● Exercise goal: Report how many lines in the records below hold "ContextProvider", with no other output.

● Data for analysis:
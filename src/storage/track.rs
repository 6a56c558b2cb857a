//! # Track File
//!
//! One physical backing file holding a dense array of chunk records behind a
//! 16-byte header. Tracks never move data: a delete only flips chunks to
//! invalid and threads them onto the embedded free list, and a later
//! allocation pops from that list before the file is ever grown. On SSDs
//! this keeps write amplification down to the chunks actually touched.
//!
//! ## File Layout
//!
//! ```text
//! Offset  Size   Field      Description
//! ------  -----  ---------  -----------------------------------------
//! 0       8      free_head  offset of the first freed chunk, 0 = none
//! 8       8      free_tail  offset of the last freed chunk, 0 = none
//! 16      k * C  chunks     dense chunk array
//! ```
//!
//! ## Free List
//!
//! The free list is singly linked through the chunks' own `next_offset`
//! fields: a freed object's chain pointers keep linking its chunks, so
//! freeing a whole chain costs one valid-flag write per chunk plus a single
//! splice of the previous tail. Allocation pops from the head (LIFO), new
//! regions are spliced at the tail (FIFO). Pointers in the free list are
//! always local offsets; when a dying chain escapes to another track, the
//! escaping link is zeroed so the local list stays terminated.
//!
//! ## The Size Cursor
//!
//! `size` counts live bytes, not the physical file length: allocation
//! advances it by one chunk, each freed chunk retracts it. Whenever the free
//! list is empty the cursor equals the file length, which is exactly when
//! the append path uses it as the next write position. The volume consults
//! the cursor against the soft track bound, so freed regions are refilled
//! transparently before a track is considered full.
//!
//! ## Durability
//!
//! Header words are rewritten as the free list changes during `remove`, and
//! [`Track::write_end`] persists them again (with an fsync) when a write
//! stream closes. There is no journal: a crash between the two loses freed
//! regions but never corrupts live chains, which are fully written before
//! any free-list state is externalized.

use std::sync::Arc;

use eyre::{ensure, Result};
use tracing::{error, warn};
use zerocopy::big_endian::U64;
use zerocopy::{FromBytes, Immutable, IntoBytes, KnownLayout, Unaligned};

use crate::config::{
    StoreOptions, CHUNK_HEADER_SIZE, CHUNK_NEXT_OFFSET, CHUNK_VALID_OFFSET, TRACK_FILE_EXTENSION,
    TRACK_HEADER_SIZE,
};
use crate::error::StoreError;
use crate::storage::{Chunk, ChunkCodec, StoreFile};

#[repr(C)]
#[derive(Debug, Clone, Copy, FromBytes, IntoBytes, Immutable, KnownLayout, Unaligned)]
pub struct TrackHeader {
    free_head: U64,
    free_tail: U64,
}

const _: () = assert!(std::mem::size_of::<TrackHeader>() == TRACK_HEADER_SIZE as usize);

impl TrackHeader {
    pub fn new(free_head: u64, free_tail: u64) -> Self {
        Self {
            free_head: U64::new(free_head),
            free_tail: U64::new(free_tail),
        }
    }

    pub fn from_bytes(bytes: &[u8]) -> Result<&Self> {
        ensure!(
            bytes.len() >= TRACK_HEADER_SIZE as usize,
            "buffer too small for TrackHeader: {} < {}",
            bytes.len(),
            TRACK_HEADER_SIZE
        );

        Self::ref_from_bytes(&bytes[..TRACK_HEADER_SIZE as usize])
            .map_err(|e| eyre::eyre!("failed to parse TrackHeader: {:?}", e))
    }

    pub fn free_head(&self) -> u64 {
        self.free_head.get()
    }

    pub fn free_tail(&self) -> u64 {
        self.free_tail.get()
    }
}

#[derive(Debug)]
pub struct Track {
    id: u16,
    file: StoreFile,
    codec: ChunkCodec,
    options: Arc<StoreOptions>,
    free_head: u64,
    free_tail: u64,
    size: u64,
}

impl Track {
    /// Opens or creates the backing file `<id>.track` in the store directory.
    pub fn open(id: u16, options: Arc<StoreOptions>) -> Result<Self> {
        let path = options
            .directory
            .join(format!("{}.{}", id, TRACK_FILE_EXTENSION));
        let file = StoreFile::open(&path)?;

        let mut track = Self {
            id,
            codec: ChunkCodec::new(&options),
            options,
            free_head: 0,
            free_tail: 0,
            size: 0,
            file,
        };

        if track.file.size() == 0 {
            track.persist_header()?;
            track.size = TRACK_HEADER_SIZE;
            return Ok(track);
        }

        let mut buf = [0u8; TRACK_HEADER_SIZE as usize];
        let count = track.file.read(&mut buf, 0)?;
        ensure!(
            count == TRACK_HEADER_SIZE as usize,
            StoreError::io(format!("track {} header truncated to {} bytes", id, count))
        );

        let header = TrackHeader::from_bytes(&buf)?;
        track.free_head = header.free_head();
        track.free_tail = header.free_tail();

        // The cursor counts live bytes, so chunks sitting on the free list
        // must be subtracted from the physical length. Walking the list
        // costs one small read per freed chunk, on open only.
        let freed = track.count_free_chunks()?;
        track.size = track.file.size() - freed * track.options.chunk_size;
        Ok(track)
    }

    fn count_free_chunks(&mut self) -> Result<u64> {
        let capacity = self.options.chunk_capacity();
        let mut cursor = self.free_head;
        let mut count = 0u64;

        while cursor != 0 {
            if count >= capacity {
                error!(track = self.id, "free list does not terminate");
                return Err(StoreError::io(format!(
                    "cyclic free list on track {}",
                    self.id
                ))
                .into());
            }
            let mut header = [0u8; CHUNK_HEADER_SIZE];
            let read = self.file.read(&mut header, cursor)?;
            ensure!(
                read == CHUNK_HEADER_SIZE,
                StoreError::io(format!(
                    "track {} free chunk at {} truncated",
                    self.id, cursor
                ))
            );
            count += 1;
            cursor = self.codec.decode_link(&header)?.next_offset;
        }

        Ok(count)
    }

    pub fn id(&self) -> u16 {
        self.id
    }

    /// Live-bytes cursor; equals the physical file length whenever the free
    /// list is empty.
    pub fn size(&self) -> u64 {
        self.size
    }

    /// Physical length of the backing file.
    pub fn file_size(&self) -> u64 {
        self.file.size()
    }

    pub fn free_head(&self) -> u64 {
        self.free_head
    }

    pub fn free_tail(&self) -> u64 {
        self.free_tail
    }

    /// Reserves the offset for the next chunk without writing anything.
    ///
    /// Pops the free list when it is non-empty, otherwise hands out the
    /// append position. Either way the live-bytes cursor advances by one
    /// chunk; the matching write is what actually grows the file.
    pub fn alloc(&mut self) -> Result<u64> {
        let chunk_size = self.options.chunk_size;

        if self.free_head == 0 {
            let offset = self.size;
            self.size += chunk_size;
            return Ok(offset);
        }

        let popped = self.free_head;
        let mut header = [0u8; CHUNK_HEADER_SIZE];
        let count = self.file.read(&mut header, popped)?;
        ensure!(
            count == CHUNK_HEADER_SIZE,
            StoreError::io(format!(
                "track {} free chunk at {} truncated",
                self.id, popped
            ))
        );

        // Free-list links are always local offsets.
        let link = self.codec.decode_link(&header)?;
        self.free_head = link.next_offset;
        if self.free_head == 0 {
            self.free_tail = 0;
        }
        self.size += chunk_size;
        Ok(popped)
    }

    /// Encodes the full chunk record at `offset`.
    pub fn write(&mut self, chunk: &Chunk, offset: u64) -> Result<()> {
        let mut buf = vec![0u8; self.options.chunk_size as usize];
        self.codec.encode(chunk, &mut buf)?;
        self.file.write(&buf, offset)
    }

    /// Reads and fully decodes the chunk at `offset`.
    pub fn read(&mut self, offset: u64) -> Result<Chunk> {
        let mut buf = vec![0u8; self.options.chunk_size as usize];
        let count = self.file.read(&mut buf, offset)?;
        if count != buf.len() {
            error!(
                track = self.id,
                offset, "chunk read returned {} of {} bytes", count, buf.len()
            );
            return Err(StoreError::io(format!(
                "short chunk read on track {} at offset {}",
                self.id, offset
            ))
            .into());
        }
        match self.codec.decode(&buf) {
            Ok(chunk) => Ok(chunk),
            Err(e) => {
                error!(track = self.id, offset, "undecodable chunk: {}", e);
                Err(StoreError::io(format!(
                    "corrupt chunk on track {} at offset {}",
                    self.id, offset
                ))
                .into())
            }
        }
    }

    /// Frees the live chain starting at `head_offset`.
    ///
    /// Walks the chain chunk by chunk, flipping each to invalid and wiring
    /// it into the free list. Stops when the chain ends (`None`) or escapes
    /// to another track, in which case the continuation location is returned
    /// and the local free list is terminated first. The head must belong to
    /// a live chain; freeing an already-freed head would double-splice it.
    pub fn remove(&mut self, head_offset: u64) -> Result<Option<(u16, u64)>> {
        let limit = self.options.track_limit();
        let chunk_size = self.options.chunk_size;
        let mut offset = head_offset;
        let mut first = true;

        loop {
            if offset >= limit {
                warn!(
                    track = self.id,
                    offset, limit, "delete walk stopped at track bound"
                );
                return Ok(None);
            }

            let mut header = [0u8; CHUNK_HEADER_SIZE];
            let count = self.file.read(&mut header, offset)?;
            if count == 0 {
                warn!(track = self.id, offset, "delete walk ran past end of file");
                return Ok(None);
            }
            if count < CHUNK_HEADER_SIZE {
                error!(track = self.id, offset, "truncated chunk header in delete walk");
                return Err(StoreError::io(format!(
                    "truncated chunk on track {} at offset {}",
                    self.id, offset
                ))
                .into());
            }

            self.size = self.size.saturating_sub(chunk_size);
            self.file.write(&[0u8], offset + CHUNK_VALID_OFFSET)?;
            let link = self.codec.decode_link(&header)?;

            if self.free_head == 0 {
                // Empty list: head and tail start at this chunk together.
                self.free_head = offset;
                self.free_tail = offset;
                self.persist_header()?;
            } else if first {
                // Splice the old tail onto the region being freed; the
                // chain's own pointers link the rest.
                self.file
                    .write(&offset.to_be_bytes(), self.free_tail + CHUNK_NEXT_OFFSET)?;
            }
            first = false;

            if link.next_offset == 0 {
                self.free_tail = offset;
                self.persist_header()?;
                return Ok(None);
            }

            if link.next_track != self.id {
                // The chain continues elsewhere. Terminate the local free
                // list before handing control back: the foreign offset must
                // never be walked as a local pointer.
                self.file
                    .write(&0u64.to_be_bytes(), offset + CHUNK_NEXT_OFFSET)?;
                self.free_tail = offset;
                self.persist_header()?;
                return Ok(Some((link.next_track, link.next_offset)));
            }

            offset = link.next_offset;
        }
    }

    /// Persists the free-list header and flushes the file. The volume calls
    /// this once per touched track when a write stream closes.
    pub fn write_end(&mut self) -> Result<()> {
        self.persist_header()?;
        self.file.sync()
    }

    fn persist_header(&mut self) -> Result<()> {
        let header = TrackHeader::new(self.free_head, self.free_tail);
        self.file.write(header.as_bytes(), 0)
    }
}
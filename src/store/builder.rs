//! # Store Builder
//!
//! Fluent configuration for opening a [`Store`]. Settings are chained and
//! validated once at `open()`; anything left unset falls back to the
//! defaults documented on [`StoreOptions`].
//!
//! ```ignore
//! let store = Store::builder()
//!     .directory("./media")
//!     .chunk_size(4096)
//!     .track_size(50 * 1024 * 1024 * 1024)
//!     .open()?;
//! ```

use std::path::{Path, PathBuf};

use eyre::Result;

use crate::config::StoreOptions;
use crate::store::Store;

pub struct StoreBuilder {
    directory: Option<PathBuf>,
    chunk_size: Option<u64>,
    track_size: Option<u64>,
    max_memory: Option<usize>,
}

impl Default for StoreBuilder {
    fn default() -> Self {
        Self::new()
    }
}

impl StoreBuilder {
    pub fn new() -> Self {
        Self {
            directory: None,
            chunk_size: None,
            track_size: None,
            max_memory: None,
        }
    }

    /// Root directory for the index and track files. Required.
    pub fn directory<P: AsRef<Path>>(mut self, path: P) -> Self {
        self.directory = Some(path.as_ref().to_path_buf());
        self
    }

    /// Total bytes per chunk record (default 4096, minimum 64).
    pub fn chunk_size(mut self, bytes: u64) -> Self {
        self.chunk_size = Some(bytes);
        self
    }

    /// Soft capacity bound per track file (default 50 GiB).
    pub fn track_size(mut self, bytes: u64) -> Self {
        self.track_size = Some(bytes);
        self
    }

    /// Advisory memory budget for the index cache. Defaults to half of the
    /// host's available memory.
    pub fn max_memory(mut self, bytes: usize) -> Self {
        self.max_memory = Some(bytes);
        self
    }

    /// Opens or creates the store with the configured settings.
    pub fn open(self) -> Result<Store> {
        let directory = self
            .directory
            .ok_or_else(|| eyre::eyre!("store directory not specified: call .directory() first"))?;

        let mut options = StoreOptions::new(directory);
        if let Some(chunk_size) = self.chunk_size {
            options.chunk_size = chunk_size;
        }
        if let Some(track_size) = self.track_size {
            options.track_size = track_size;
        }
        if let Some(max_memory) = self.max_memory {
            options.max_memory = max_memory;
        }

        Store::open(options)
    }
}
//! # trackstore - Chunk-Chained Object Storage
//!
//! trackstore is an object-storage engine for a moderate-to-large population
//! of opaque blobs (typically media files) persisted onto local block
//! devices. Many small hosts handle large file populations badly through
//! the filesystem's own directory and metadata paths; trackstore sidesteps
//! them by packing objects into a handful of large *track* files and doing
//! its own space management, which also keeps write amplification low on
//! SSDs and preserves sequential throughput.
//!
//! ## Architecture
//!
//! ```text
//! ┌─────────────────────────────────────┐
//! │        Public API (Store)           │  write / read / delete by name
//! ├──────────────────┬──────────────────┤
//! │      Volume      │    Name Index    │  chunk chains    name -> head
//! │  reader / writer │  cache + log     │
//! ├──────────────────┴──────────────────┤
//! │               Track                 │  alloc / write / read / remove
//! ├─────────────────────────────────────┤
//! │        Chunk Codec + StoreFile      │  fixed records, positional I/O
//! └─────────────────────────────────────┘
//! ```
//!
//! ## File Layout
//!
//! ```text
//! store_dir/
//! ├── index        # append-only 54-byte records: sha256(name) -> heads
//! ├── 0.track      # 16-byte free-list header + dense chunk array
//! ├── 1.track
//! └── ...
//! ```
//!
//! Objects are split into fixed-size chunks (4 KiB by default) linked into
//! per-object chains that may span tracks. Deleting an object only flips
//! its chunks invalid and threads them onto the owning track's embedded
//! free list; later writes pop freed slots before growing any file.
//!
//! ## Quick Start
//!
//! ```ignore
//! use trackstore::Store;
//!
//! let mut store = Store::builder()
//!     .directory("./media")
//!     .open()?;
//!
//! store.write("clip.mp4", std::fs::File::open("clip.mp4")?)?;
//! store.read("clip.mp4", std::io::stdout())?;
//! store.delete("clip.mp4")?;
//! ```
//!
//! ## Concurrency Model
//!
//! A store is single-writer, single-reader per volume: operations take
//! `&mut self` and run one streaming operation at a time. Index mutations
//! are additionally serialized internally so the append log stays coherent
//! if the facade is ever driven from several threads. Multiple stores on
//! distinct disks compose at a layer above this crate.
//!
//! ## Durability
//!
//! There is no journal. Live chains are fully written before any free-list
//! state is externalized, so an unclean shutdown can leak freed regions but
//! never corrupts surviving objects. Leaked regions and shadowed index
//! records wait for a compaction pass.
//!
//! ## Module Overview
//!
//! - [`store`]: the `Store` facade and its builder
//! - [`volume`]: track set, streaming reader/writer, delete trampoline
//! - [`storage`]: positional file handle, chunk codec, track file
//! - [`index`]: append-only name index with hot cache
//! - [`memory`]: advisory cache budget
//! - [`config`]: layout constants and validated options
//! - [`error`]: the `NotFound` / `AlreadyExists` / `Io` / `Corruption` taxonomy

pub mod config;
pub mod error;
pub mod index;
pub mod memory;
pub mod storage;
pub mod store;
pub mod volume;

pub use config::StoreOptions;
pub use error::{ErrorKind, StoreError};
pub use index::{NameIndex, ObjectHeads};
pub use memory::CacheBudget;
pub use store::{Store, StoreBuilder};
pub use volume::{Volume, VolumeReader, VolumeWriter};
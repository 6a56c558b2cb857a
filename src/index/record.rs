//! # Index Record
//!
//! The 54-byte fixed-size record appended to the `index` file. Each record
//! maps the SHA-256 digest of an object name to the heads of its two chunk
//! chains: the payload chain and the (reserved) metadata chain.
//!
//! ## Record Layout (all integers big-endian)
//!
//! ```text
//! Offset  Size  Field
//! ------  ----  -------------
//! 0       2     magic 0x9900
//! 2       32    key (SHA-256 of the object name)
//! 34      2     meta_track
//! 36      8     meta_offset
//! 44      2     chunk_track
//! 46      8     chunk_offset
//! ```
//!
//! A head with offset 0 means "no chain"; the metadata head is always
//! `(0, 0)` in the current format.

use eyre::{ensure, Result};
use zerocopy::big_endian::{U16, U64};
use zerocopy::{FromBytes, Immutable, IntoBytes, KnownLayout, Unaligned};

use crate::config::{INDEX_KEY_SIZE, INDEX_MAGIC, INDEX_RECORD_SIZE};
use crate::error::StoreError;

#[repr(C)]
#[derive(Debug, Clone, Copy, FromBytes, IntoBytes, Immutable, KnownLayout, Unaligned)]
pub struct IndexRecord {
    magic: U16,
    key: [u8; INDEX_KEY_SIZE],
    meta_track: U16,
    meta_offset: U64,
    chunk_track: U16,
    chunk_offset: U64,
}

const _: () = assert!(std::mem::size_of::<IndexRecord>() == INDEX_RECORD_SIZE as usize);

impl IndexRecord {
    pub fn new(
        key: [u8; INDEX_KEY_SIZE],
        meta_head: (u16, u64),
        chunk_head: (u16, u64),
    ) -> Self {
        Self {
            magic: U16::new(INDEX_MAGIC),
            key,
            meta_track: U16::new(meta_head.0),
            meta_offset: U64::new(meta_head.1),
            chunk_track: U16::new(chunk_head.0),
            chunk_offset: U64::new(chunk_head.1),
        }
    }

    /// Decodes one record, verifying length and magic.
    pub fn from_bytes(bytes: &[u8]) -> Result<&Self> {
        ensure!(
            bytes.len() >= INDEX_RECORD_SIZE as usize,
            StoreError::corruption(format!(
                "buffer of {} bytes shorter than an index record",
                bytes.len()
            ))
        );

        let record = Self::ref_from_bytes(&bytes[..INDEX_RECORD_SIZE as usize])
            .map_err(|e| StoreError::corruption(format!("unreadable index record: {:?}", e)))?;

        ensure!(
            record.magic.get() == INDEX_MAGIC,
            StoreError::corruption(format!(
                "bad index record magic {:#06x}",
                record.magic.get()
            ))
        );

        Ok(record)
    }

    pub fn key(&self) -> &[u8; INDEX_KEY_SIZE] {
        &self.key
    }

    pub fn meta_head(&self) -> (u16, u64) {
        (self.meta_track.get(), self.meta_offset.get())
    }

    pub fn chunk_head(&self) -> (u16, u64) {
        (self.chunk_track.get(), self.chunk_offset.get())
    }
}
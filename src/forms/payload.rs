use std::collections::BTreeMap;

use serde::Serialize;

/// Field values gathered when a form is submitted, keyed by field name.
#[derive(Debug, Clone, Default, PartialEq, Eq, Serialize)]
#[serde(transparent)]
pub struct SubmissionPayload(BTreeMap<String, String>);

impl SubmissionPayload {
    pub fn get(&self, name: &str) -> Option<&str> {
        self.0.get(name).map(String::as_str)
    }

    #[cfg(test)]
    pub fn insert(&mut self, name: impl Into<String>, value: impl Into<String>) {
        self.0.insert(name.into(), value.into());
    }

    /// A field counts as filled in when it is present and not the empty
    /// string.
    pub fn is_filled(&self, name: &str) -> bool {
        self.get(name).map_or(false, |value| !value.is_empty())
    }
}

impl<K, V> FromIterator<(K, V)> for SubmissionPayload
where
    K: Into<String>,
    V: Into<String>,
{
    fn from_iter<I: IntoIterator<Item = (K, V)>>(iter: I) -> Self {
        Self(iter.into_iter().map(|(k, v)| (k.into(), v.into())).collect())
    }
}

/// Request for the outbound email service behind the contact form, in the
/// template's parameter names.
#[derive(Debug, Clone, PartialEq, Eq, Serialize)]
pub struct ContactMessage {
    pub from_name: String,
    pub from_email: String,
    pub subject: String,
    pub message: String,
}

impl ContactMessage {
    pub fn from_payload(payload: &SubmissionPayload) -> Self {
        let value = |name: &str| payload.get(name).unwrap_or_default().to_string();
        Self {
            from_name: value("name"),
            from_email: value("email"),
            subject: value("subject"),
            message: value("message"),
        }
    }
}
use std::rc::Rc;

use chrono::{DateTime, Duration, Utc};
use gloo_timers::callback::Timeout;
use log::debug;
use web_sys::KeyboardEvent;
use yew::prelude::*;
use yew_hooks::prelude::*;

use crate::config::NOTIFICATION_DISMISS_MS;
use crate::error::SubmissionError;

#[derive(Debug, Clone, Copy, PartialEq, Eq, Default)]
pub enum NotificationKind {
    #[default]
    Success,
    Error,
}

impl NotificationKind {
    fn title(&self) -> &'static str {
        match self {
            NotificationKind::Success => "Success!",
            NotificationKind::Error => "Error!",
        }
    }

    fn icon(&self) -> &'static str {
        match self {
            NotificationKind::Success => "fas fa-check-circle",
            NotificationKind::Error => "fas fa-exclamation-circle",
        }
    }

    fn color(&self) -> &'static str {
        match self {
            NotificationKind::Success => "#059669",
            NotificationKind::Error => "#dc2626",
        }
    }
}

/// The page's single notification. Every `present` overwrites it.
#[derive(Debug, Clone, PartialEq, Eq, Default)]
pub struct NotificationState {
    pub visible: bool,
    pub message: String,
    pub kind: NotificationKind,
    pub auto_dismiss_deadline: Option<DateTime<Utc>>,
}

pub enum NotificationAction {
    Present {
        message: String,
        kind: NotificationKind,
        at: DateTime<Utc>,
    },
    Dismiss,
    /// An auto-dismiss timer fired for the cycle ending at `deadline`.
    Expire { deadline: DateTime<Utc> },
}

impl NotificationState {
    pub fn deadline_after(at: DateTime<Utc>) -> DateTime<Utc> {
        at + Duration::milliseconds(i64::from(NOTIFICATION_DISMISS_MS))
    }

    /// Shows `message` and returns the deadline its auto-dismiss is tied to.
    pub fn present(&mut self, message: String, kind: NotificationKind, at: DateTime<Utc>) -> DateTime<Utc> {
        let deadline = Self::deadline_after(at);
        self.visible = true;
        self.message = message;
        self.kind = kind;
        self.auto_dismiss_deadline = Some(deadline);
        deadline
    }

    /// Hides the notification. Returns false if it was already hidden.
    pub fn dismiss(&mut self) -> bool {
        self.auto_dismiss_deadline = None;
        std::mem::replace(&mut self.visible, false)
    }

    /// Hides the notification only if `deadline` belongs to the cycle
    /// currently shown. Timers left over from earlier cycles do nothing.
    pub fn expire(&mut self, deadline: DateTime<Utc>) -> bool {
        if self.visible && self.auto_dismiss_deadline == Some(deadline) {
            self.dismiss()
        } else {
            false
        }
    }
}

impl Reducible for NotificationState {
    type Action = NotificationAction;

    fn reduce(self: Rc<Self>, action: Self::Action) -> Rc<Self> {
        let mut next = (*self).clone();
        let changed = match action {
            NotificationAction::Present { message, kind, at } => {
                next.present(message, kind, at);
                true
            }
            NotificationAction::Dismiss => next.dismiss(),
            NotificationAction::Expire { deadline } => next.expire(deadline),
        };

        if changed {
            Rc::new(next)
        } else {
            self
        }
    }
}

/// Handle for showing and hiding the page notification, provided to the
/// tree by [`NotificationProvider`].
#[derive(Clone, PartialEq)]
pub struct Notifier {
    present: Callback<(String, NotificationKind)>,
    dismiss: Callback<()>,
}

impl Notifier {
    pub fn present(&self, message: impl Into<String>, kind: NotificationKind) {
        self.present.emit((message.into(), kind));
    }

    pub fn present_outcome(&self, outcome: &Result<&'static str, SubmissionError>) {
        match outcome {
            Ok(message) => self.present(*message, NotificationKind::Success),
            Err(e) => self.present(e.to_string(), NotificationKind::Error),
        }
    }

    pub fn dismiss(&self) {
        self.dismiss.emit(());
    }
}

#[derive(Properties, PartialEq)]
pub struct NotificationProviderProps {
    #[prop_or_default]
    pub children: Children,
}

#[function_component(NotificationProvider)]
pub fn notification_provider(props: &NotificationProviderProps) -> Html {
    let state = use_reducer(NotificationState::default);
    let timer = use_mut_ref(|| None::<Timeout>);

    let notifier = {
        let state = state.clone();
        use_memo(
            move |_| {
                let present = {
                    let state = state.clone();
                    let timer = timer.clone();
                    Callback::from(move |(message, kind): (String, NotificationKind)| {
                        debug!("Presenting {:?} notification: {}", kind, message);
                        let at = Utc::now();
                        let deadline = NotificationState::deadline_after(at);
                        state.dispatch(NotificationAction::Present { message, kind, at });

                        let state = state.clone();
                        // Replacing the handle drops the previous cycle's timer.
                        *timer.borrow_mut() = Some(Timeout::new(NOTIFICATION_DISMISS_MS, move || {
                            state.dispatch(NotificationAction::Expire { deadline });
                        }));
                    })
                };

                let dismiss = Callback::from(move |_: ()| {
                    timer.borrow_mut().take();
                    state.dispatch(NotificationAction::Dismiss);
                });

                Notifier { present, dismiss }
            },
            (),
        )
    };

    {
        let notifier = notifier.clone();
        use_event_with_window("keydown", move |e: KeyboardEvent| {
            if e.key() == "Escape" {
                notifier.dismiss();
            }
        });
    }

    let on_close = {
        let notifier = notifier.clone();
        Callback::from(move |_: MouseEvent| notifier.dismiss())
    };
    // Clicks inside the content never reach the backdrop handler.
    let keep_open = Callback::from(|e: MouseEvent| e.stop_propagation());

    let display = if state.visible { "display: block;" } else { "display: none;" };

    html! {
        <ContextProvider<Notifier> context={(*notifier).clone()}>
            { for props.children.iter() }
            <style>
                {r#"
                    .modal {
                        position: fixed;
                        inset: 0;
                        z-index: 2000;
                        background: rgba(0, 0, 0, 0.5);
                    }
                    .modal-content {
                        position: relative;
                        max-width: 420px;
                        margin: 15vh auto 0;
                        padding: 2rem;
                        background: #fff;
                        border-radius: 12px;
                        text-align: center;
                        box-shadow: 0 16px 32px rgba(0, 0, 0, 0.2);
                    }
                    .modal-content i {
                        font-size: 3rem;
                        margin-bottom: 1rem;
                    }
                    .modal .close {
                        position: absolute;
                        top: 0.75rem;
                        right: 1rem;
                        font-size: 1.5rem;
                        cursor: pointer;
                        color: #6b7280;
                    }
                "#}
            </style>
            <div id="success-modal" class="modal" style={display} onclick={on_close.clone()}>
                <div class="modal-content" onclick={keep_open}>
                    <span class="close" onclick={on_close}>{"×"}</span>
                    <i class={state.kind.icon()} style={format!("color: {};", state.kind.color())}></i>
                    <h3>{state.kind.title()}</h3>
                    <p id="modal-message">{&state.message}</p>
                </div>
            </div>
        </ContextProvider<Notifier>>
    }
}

● Your solution: 2